-------- Dataset records --------
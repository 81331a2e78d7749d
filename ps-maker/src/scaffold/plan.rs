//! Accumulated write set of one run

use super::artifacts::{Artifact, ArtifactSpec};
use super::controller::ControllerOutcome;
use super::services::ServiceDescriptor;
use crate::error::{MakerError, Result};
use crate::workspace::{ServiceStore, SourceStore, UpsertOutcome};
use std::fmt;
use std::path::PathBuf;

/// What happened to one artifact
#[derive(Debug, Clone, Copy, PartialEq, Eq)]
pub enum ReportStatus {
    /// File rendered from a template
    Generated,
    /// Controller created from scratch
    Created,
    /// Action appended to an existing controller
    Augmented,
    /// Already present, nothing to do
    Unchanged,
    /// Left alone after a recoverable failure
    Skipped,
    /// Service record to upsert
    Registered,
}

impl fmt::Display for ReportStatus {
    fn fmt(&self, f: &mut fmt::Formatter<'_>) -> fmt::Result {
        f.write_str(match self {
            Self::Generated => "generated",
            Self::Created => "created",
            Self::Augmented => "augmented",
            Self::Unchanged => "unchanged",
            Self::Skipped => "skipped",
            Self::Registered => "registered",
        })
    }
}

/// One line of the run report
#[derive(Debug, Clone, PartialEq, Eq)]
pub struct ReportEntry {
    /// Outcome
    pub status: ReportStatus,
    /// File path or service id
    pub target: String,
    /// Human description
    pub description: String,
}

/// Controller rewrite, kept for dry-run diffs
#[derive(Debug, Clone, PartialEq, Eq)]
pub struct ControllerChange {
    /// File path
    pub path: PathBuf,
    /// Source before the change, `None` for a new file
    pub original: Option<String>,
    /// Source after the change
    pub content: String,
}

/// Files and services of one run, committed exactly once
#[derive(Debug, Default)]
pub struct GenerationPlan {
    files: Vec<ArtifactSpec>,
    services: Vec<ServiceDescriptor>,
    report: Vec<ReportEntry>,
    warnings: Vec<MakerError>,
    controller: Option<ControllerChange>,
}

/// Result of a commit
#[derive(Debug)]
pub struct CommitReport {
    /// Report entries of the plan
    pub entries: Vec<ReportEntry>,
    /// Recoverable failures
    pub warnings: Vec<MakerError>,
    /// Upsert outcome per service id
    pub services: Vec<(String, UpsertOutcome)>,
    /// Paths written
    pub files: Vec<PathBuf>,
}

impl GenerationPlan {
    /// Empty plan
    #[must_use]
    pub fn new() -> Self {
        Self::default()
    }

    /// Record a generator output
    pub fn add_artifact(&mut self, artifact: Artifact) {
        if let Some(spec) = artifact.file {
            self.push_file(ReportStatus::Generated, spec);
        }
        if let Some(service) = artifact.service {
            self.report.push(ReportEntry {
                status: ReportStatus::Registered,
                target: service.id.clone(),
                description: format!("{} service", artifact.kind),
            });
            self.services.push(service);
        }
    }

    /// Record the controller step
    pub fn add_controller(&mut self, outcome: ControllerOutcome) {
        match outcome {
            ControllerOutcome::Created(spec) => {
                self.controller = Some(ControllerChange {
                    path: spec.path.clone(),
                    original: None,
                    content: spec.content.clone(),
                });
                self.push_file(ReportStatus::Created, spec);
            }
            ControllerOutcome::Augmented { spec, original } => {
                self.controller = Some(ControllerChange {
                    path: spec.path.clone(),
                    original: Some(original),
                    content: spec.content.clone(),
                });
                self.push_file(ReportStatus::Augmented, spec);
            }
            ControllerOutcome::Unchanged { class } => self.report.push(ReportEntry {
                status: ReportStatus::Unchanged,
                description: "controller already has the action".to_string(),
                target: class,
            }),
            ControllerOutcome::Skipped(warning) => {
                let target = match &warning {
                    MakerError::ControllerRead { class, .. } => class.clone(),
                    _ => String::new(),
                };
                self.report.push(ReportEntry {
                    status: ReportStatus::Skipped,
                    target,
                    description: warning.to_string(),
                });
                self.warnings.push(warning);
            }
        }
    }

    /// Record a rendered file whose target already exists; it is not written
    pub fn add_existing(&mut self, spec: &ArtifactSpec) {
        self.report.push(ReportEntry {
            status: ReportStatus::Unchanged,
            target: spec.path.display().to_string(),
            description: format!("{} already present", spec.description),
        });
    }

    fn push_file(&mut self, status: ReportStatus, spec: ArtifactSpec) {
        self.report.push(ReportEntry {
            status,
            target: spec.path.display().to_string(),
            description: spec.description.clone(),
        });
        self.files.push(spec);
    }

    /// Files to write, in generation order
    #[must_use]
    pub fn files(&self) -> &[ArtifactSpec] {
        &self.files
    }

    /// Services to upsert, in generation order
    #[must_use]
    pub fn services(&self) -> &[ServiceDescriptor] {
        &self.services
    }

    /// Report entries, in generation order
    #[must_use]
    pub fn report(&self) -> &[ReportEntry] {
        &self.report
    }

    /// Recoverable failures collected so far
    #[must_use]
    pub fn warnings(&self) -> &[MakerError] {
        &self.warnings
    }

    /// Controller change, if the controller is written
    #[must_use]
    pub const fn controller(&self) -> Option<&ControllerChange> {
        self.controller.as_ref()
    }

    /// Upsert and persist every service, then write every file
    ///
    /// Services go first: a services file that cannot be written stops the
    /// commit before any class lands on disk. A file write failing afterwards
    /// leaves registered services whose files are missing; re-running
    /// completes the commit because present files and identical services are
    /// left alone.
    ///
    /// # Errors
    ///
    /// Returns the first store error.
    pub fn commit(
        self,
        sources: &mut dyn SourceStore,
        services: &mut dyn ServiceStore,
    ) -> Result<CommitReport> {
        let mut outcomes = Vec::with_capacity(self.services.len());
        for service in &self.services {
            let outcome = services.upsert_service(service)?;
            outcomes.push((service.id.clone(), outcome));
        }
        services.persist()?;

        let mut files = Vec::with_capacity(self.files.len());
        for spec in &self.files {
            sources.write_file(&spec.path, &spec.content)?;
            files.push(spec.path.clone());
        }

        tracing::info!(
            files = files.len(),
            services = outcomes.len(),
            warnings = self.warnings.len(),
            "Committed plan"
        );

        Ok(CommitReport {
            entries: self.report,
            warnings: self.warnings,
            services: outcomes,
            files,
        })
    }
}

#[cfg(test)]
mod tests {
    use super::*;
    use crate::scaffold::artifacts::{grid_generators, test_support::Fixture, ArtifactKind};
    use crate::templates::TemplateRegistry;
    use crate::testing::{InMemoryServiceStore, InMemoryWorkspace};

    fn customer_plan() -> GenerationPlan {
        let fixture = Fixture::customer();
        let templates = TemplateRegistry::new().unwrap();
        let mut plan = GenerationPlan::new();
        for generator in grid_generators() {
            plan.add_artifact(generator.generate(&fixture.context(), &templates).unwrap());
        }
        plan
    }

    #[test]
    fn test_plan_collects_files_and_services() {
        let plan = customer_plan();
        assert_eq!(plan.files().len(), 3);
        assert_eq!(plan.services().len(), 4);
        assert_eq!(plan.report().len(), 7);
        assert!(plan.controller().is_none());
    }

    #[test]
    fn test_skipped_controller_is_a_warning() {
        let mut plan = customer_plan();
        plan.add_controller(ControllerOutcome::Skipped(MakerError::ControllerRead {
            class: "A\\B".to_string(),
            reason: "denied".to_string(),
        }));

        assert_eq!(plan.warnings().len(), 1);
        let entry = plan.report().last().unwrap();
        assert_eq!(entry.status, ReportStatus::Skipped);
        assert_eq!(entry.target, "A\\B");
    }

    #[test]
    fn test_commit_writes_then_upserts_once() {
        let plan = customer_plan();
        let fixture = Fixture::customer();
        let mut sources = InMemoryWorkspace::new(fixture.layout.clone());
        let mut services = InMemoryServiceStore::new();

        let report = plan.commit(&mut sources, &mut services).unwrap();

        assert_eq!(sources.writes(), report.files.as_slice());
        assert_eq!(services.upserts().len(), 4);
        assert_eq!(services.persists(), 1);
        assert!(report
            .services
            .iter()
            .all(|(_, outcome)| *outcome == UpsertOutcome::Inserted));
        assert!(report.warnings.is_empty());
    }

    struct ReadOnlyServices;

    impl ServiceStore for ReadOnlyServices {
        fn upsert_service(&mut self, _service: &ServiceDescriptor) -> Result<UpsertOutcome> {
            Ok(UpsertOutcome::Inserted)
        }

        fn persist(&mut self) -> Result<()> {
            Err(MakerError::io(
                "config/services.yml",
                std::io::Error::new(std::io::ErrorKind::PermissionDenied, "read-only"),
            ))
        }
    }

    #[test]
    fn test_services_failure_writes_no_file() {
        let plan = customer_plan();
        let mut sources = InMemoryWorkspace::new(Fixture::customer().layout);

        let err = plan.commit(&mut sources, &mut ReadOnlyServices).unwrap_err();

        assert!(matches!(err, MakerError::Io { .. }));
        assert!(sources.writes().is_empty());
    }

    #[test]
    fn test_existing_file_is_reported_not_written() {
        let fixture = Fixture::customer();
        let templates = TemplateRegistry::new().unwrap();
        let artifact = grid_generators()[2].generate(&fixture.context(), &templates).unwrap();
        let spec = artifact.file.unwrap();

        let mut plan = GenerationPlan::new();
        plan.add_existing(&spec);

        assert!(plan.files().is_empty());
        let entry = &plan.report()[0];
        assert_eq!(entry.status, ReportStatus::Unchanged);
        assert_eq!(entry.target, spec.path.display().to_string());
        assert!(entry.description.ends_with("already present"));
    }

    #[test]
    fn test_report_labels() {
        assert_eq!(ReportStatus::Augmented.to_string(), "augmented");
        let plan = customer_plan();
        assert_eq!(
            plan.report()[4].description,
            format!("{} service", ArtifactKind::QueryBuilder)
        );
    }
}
--------
What is needed |
Lines containing the string "content" are the ones to copy from the entries above.

Exercise response |
    pub content: String,
                    content: spec.content.clone(),
                    content: spec.content.clone(),
            sources.write_file(&spec.path, &spec.content)?;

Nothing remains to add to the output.